### Task instructions
Extract the lines from the first line of the records below through the line containing "use std::sync::Arc;", inclusive, and reproduce them exactly as written.

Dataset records
= = =
//! Integration tests for the request executor's retry and failover behavior.

use bytes::Bytes;
use futures::stream;
use http::Method;
use s3_compat::error::NetworkError;
use s3_compat::executor::{AttemptOutcome, S3Request};
use s3_compat::mocks::{MockResponse, MockTransport, TestFixtures};
use s3_compat::transport::{ByteStream, RequestBody};
use s3_compat::S3Error;
use std::sync::Arc;
use std::time::Duration;

fn unavailable() -> MockResponse {
    MockResponse::error(
        503,
        TestFixtures::error_xml("ServiceUnavailable", "Please reduce your request rate."),
    )
}

fn put(body: impl Into<RequestBody>) -> S3Request {
    S3Request::new("PutObject", Method::PUT)
        .bucket("test-bucket")
        .key("key")
        .body(body)
}

#[tokio::test]
async fn test_server_errors_are_retried_with_growing_backoff() {
    let transport = Arc::new(MockTransport::with_responses(vec![
        unavailable(),
        unavailable(),
        unavailable(),
        MockResponse::ok().with_header("etag", "\"done\""),
    ]));
    let executor = TestFixtures::executor(TestFixtures::config(), transport.clone());

    let executed = executor.execute_recorded(put("payload")).await.unwrap();

    assert_eq!(executed.response.etag(), Some("\"done\""));
    assert_eq!(executed.attempts.len(), 4);
    assert_eq!(executed.attempts[3].outcome, AttemptOutcome::Success);
    let backoffs: Vec<Duration> = executed.attempts[..3]
        .iter()
        .map(|a| a.backoff.unwrap())
        .collect();
    assert!(backoffs.windows(2).all(|w| w[0] < w[1]), "{:?}", backoffs);

    // Every attempt carries the full body and a fresh signature.
    for request in transport.requests() {
        assert_eq!(request.body_text(), "payload");
        assert!(request.header("authorization").is_some());
        assert!(request.header("x-amz-date").is_some());
    }
}

#[tokio::test]
async fn test_retries_are_bounded() {
    let transport = Arc::new(MockTransport::with_default(unavailable()));
    let executor = TestFixtures::executor(TestFixtures::config(), transport.clone());

    let err = executor.execute(put("payload")).await.unwrap_err();

    assert!(matches!(err.root(), S3Error::Server(_)));
    assert_eq!(err.attempts(), Some(4));
    assert!(err.was_retried());
    assert_eq!(err.operation(), Some("PutObject"));
    assert_eq!(transport.request_count(), 4);
}

#[tokio::test]
async fn test_client_errors_are_not_retried() {
    let transport = Arc::new(MockTransport::with_default(MockResponse::error(
        403,
        TestFixtures::error_xml("AccessDenied", "Access Denied"),
    )));
    let executor = TestFixtures::executor(TestFixtures::config(), transport.clone());

    let err = executor.execute(put("payload")).await.unwrap_err();
    assert!(matches!(err.root(), S3Error::Client(_)));
    assert_eq!(err.attempts(), Some(1));
    assert_eq!(transport.request_count(), 1);
}

#[tokio::test]
async fn test_throttling_is_retried() {
    let transport = Arc::new(MockTransport::with_responses(vec![
        MockResponse::error(503, TestFixtures::error_xml("SlowDown", "Slow down")),
        MockResponse::ok(),
    ]));
    let executor = TestFixtures::executor(TestFixtures::config(), transport.clone());

    let executed = executor.execute_recorded(put("payload")).await.unwrap();
    assert_eq!(executed.attempts.len(), 2);
    assert!(matches!(
        executed.attempts[0].outcome,
        AttemptOutcome::RetryableError(_)
    ));
}

#[tokio::test]
async fn test_consumed_stream_is_not_resent() {
    let transport = Arc::new(MockTransport::with_default(unavailable()));
    let executor = TestFixtures::executor(TestFixtures::config(), transport.clone());

    let chunks: Vec<std::io::Result<Bytes>> = vec![
        Ok(Bytes::from_static(b"stream")),
        Ok(Bytes::from_static(b"ed")),
    ];
    let body = RequestBody::from_stream(stream::iter(chunks), Some(8));
    let err = executor.execute(put(body)).await.unwrap_err();

    assert!(matches!(err.root(), S3Error::Server(_)));
    assert_eq!(err.attempts(), Some(1));
    assert_eq!(transport.requests()[0].body_text(), "streamed");
}

#[tokio::test]
async fn test_replayable_stream_is_rebuilt_per_attempt() {
    let transport = Arc::new(MockTransport::with_responses(vec![
        unavailable(),
        MockResponse::ok(),
    ]));
    let executor = TestFixtures::executor(TestFixtures::config(), transport.clone());

    let body = RequestBody::from_factory(Some(5), || -> ByteStream {
        let chunks: Vec<std::io::Result<Bytes>> = vec![Ok(Bytes::from_static(b"fresh"))];
        Box::pin(stream::iter(chunks))
    });
    executor.execute(put(body)).await.unwrap();

    let bodies: Vec<String> = transport.requests().iter().map(|r| r.body_text()).collect();
    assert_eq!(bodies, vec!["fresh", "fresh"]);
}

#[tokio::test]
async fn test_unreachable_endpoint_fails_over() {
    let transport = Arc::new(MockTransport::with_default(MockResponse::ok()).fail_connections(1));
    let config = TestFixtures::config_with_endpoints(&["http://10.0.0.1:9020", "http://10.0.0.2:9020"]);
    let executor = TestFixtures::executor(config, transport.clone());

    let executed = executor.execute_recorded(put("payload")).await.unwrap();

    assert_eq!(executed.attempts.len(), 2);
    assert!(executed.attempts[0].endpoint.contains("10.0.0.1"));
    assert!(executed.attempts[1].endpoint.contains("10.0.0.2"));
    let served = transport.last_request().unwrap();
    assert_eq!(served.url.host_str(), Some("10.0.0.2"));
    assert_eq!(served.header("host"), Some("10.0.0.2:9020"));
}

#[tokio::test]
async fn test_calls_rotate_over_endpoints() {
    let transport = Arc::new(MockTransport::with_default(MockResponse::ok()));
    let config = TestFixtures::config_with_endpoints(&["http://10.0.0.1:9020", "http://10.0.0.2:9020"]);
    let executor = TestFixtures::executor(config, transport.clone());

    for _ in 0..4 {
        executor.execute(put("x")).await.unwrap();
    }
    let hosts: Vec<String> = transport
        .requests()
        .iter()
        .map(|r| r.url.host_str().unwrap_or_default().to_string())
        .collect();
    assert_eq!(hosts, vec!["10.0.0.1", "10.0.0.2", "10.0.0.1", "10.0.0.2"]);
}

#[tokio::test]
async fn test_missing_credentials_fail_before_sending() {
    let transport = Arc::new(MockTransport::with_default(MockResponse::ok()));
    let mut config = TestFixtures::config();
    config.credentials = None;
    let executor = TestFixtures::executor(config, transport.clone());

    let err = executor.execute(put("payload")).await.unwrap_err();
    assert!(matches!(err.root(), S3Error::Signing(_)));
    assert_eq!(err.attempts(), Some(1));
    assert_eq!(transport.send_count(), 0);
}

#[tokio::test]
async fn test_backoff_past_deadline_stops_the_call() {
    let transport = Arc::new(MockTransport::with_default(unavailable()));
    let mut config = TestFixtures::config();
    config.operation_timeout = Duration::from_millis(250);
    config.retry = s3_compat::RetryConfig::new(5)
        .with_initial_backoff(Duration::from_millis(300))
        .with_jitter(false);
    let executor = TestFixtures::executor(config, transport.clone());

    let started = std::time::Instant::now();
    let err = executor.execute(put("payload")).await.unwrap_err();

    assert!(matches!(err.root(), S3Error::Server(_)));
    assert_eq!(err.attempts(), Some(1));
    assert_eq!(transport.send_count(), 1);
    assert!(started.elapsed() < Duration::from_millis(250));
}

#[tokio::test]
async fn test_operation_deadline_covers_all_attempts() {
    let transport = Arc::new(MockTransport::with_default(
        MockResponse::ok().with_delay(Duration::from_millis(500)),
    ));
    let mut config = TestFixtures::config();
    config.operation_timeout = Duration::from_millis(50);
    let executor = TestFixtures::executor(config, transport);

    let err = executor.execute(put("payload")).await.unwrap_err();
    assert!(matches!(
        err.root(),
        S3Error::Connectivity(NetworkError::Timeout { .. })
    ));
    assert_eq!(err.attempts(), Some(1));
}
= = =
### Exercise answer
//! Integration tests for the request executor's retry and failover behavior.

use bytes::Bytes;
use futures::stream;
use http::Method;
use s3_compat::error::NetworkError;
use s3_compat::executor::{AttemptOutcome, S3Request};
use s3_compat::mocks::{MockResponse, MockTransport, TestFixtures};
use s3_compat::transport::{ByteStream, RequestBody};
use s3_compat::S3Error;
use std::sync::Arc;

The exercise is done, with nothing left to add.